Between the 1940s and 1960s, women were prescribed DES to prevent miscarriage. Although it increased their risk of breast cancer to some degree, the most tragic aspects of DES exposure became apparent when their daughters, exposed in utero, saw dramatic increases in rare reproductive cancers much later in life. Because of the long lag associated with these health effects, epigenetic research is only just beginning on DES granddaughters. One study, however, has already suggested DES granddaughters are at higher risk for ovarian cancers.
DES daughters and granddaughters have to cope with chilling multi-generational memories of toxic exposure, memories that tragically manifest in their bodies. These memories, along with other endocrine disruptors showing transgenerational effects (like this fungicide), also demand significant rethinking not only of our understanding of environmental pollution, but also our individual health histories.
But epigenetics isn’t content to blow our minds just when it comes to poisons. A new, especially controversial paper found evidence that actual, literal memories might be passed on epigenetically as well. That is, researchers found that offspring could inherit psychological phenomena through biological material. Let me emphasize that distinction. Research has consistently shown that trauma gets passed down through generations. The children of Holocaust survivors, for example, have been famously affected by their parents’ suffering. The mechanism here, though, is social, not biological.

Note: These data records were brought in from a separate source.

//! In-memory stand-ins for the Postgres repositories.
//!
//! All five repositories share one [`MemoryStore`], so cross-table operations
//! such as awarding a bounty see a consistent view, the way they would inside
//! a database transaction.

use std::sync::Arc;

use async_trait::async_trait;
use chrono::{DateTime, Duration, Utc};
use tokio::sync::Mutex;

use super::{
    BountyRepository, NotificationRepository, ProblemRepository, Repositories, RepositoryError,
    SolutionRepository, UserRepository,
};
use crate::models::{
    bounties::{Bounty, BountyStatus},
    notifications::Notification,
    problems::Problem,
    solutions::{Award, Solution},
    users::User,
};

#[derive(Default)]
struct MemoryState {
    next_id: i64,
    last_timestamp: Option<DateTime<Utc>>,
    users: Vec<User>,
    problems: Vec<Problem>,
    solutions: Vec<Solution>,
    bounties: Vec<Bounty>,
    notifications: Vec<Notification>,
}

impl MemoryState {
    fn next_id(&mut self) -> i64 {
        self.next_id += 1;
        self.next_id
    }

    /// Strictly increasing, so insertion order is always recoverable from
    /// `created_at`.
    fn now(&mut self) -> DateTime<Utc> {
        let now = Utc::now();
        let timestamp = match self.last_timestamp {
            Some(last) if now <= last => last + Duration::microseconds(1),
            _ => now,
        };
        self.last_timestamp = Some(timestamp);
        timestamp
    }
}

#[derive(Clone, Default)]
pub struct MemoryStore {
    state: Arc<Mutex<MemoryState>>,
}

impl MemoryStore {
    pub fn new() -> Self {
        Self::default()
    }

    pub fn repositories(&self) -> Repositories {
        Repositories {
            users: Arc::new(self.clone()),
            problems: Arc::new(self.clone()),
            solutions: Arc::new(self.clone()),
            bounties: Arc::new(self.clone()),
            notifications: Arc::new(self.clone()),
        }
    }

    /// Adds `amount` to a user's balance, standing in for a top-up.
    pub async fn credit(&self, user_id: i64, amount: i64) -> Result<i64, RepositoryError> {
        let mut state = self.state.lock().await;
        let user = state
            .users
            .iter_mut()
            .find(|u| u.id == user_id)
            .ok_or(RepositoryError::NotFound("User"))?;
        user.balance += amount;

        Ok(user.balance)
    }

    pub async fn balance(&self, user_id: i64) -> Option<i64> {
        let state = self.state.lock().await;
        state.users.iter().find(|u| u.id == user_id).map(|u| u.balance)
    }
}

#[async_trait]
impl UserRepository for MemoryStore {
    async fn insert_user(
        &self,
        email: &str,
        password_hash: &str,
        name: &str,
    ) -> Result<User, RepositoryError> {
        let mut state = self.state.lock().await;
        if state.users.iter().any(|u| u.email == email) {
            return Err(RepositoryError::Conflict("User already exists".to_string()));
        }

        let user = User {
            id: state.next_id(),
            email: email.to_string(),
            password_hash: password_hash.to_string(),
            name: name.to_string(),
            balance: 0,
            stripe_account_id: None,
            created_at: state.now(),
        };
        state.users.push(user.clone());

        Ok(user)
    }

    async fn get_user_by_id(&self, id: i64) -> Result<Option<User>, RepositoryError> {
        let state = self.state.lock().await;
        Ok(state.users.iter().find(|u| u.id == id).cloned())
    }

    async fn get_user_by_email(&self, email: &str) -> Result<Option<User>, RepositoryError> {
        let state = self.state.lock().await;
        Ok(state.users.iter().find(|u| u.email == email).cloned())
    }

    async fn update_name(&self, id: i64, name: &str) -> Result<Option<User>, RepositoryError> {
        let mut state = self.state.lock().await;
        Ok(state.users.iter_mut().find(|u| u.id == id).map(|u| {
            u.name = name.to_string();
            u.clone()
        }))
    }

    async fn set_payout_account(
        &self,
        id: i64,
        account_id: &str,
    ) -> Result<Option<User>, RepositoryError> {
        let mut state = self.state.lock().await;
        Ok(state.users.iter_mut().find(|u| u.id == id).map(|u| {
            u.stripe_account_id = Some(account_id.to_string());
            u.clone()
        }))
    }
}

#[async_trait]
impl ProblemRepository for MemoryStore {
    async fn insert_problem(
        &self,
        owner_id: i64,
        title: &str,
        description: &str,
        location: Option<&str>,
        bounty: i64,
    ) -> Result<Problem, RepositoryError> {
        let mut state = self.state.lock().await;

        if bounty > 0 {
            let owner = state
                .users
                .iter_mut()
                .find(|u| u.id == owner_id)
                .ok_or(RepositoryError::NotFound("User"))?;
            if owner.balance < bounty {
                return Err(RepositoryError::InsufficientFunds);
            }
            owner.balance -= bounty;
        }

        let problem = Problem {
            id: state.next_id(),
            user_id: owner_id,
            title: title.to_string(),
            description: description.to_string(),
            location: location.map(str::to_string),
            bounty,
            created_at: state.now(),
        };
        state.problems.push(problem.clone());

        Ok(problem)
    }

    async fn list_problems(&self) -> Result<Vec<Problem>, RepositoryError> {
        let state = self.state.lock().await;
        let mut problems = state.problems.clone();
        problems.sort_by(|a, b| b.created_at.cmp(&a.created_at).then(b.id.cmp(&a.id)));

        Ok(problems)
    }

    async fn get_problem(&self, id: i64) -> Result<Option<Problem>, RepositoryError> {
        let state = self.state.lock().await;
        Ok(state.problems.iter().find(|p| p.id == id).cloned())
    }
}

#[async_trait]
impl SolutionRepository for MemoryStore {
    async fn insert_solution(
        &self,
        problem_id: i64,
        user_id: i64,
        description: &str,
    ) -> Result<Solution, RepositoryError> {
        let mut state = self.state.lock().await;
        if !state.problems.iter().any(|p| p.id == problem_id) {
            return Err(RepositoryError::NotFound("Problem"));
        }
        if !state.users.iter().any(|u| u.id == user_id) {
            return Err(RepositoryError::NotFound("User"));
        }

        let solution = Solution {
            id: state.next_id(),
            problem_id,
            user_id,
            description: description.to_string(),
            votes: 0,
            created_at: state.now(),
        };
        state.solutions.push(solution.clone());

        Ok(solution)
    }

    async fn list_solutions(&self, problem_id: i64) -> Result<Vec<Solution>, RepositoryError> {
        let state = self.state.lock().await;
        let mut solutions: Vec<Solution> = state
            .solutions
            .iter()
            .filter(|s| s.problem_id == problem_id)
            .cloned()
            .collect();
        solutions.sort_by(|a, b| {
            b.votes
                .cmp(&a.votes)
                .then(a.created_at.cmp(&b.created_at))
                .then(a.id.cmp(&b.id))
        });

        Ok(solutions)
    }

    async fn get_solution(&self, id: i64) -> Result<Option<Solution>, RepositoryError> {
        let state = self.state.lock().await;
        Ok(state.solutions.iter().find(|s| s.id == id).cloned())
    }

    async fn upvote(&self, id: i64) -> Result<Option<Solution>, RepositoryError> {
        let mut state = self.state.lock().await;
        Ok(state.solutions.iter_mut().find(|s| s.id == id).map(|s| {
            s.votes += 1;
            s.clone()
        }))
    }

    async fn award_bounty(
        &self,
        solution_id: i64,
        problem_id: i64,
        solver_id: i64,
    ) -> Result<Award, RepositoryError> {
        let mut state = self.state.lock().await;

        let amount = state
            .problems
            .iter()
            .find(|p| p.id == problem_id)
            .map(|p| p.bounty)
            .ok_or(RepositoryError::NotFound("Problem"))?;

        if amount > 0 {
            let solver = state
                .users
                .iter_mut()
                .find(|u| u.id == solver_id)
                .ok_or(RepositoryError::NotFound("User"))?;
            solver.balance += amount;

            if let Some(problem) = state.problems.iter_mut().find(|p| p.id == problem_id) {
                problem.bounty = 0;
            }
        }

        Ok(Award {
            solution_id,
            problem_id,
            solver_id,
            amount,
        })
    }
}

#[async_trait]
impl BountyRepository for MemoryStore {
    async fn insert_bounty(
        &self,
        problem_id: i64,
        funder_id: i64,
        amount: i64,
        payment_intent_id: &str,
    ) -> Result<Bounty, RepositoryError> {
        let mut state = self.state.lock().await;
        let bounty = Bounty {
            id: state.next_id(),
            problem_id,
            user_id: funder_id,
            amount,
            status: BountyStatus::Pending,
            payment_intent_id: Some(payment_intent_id.to_string()),
            solver_id: None,
            settlement_id: None,
            created_at: state.now(),
        };
        state.bounties.push(bounty.clone());

        Ok(bounty)
    }

    async fn get_bounty(&self, id: i64) -> Result<Option<Bounty>, RepositoryError> {
        let state = self.state.lock().await;
        Ok(state.bounties.iter().find(|b| b.id == id).cloned())
    }

    async fn claim_bounty(
        &self,
        id: i64,
        funder_id: i64,
        claim: BountyStatus,
        solver_id: Option<i64>,
    ) -> Result<Option<Bounty>, RepositoryError> {
        if claim.settles_as().is_none() {
            return Ok(None);
        }

        let mut state = self.state.lock().await;
        Ok(state
            .bounties
            .iter_mut()
            .find(|b| {
                b.id == id
                    && b.user_id == funder_id
                    && (b.status == BountyStatus::Pending
                        || (b.status == claim && b.solver_id == solver_id))
            })
            .map(|b| {
                b.status = claim;
                b.solver_id = solver_id;
                b.clone()
            }))
    }

    async fn settle_bounty(
        &self,
        id: i64,
        claim: BountyStatus,
        settlement_id: &str,
    ) -> Result<Option<Bounty>, RepositoryError> {
        let Some(settled) = claim.settles_as() else {
            return Ok(None);
        };

        let mut state = self.state.lock().await;
        Ok(state
            .bounties
            .iter_mut()
            .find(|b| b.id == id && b.status == claim)
            .map(|b| {
                b.status = settled;
                b.settlement_id = Some(settlement_id.to_string());
                b.clone()
            }))
    }

    async fn abandon_claim(
        &self,
        id: i64,
        claim: BountyStatus,
    ) -> Result<Option<Bounty>, RepositoryError> {
        let mut state = self.state.lock().await;
        Ok(state
            .bounties
            .iter_mut()
            .find(|b| b.id == id && b.status == claim)
            .map(|b| {
                b.status = BountyStatus::Pending;
                b.solver_id = None;
                b.clone()
            }))
    }
}

#[async_trait]
impl NotificationRepository for MemoryStore {
    async fn insert_notification(
        &self,
        user_id: i64,
        kind: &str,
        message: &str,
    ) -> Result<Notification, RepositoryError> {
        let mut state = self.state.lock().await;
        let notification = Notification {
            id: state.next_id(),
            user_id,
            kind: kind.to_string(),
            message: message.to_string(),
            is_read: false,
            created_at: state.now(),
        };
        state.notifications.push(notification.clone());

        Ok(notification)
    }

    async fn list_notifications(
        &self,
        user_id: i64,
        unread_only: bool,
    ) -> Result<Vec<Notification>, RepositoryError> {
        let state = self.state.lock().await;
        let mut notifications: Vec<Notification> = state
            .notifications
            .iter()
            .filter(|n| n.user_id == user_id && (!unread_only || !n.is_read))
            .cloned()
            .collect();
        notifications.sort_by(|a, b| b.created_at.cmp(&a.created_at).then(b.id.cmp(&a.id)));

        Ok(notifications)
    }

    async fn mark_all_read(&self, user_id: i64) -> Result<u64, RepositoryError> {
        let mut state = self.state.lock().await;
        let mut updated = 0;
        for notification in state
            .notifications
            .iter_mut()
            .filter(|n| n.user_id == user_id && !n.is_read)
        {
            notification.is_read = true;
            updated += 1;
        }

        Ok(updated)
    }
}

Neurobiologists Brian Dias and Kerry Ressler have suggested something entirely groundbreaking by revealing evidence of a biologically inherited fear response. Here’s Virginia Hughes writing for National Geographic’s Phenomena blog:
Now a fascinating new study reveals that it’s not just nurture. Traumatic experiences can actually work themselves into the germ line. When a male mouse becomes afraid of a specific smell, this fear is somehow transmitted into his sperm, the study found. His pups will also be afraid of the odor, and will pass that fear down to their pups.
The paper is yet to be published and has only been presented at scholarly conferences so far (here’s the abstract). And it’s understandably caused quite a stir. After her initial blog post, Hughes actually posted a fascinating round-up of the ensuing scientific debate on Twitter. But, if borne out by peer review and further study, the research will radically advance the field of epigenetics.
As far as this blog is concerned, it would also have a huge impact on how we understand memory and its relationship to the world at large. After all, it would suggest that environment influences organisms in ways that we’ve rejected for quite a while. The notion that the psychological and emotional dimensions of environmental experience could be biologically passed down through generations is pretty wild. Right now it smacks of pseudoscience, or at least science fiction. But just imagine: what if our bodies were permeable to those kinds of interactions with the environment? What if our emotional encounters with nature and landscape were somehow, deep in our cell nuclei, remembered by our children, and their children’s children, and so on?
In fact. I want to read that story. Anybody have suggestions?
Update: Virgina Hughes has more coverage of the Dias and Ressler paper, which has since been published at Nature Neuroscience.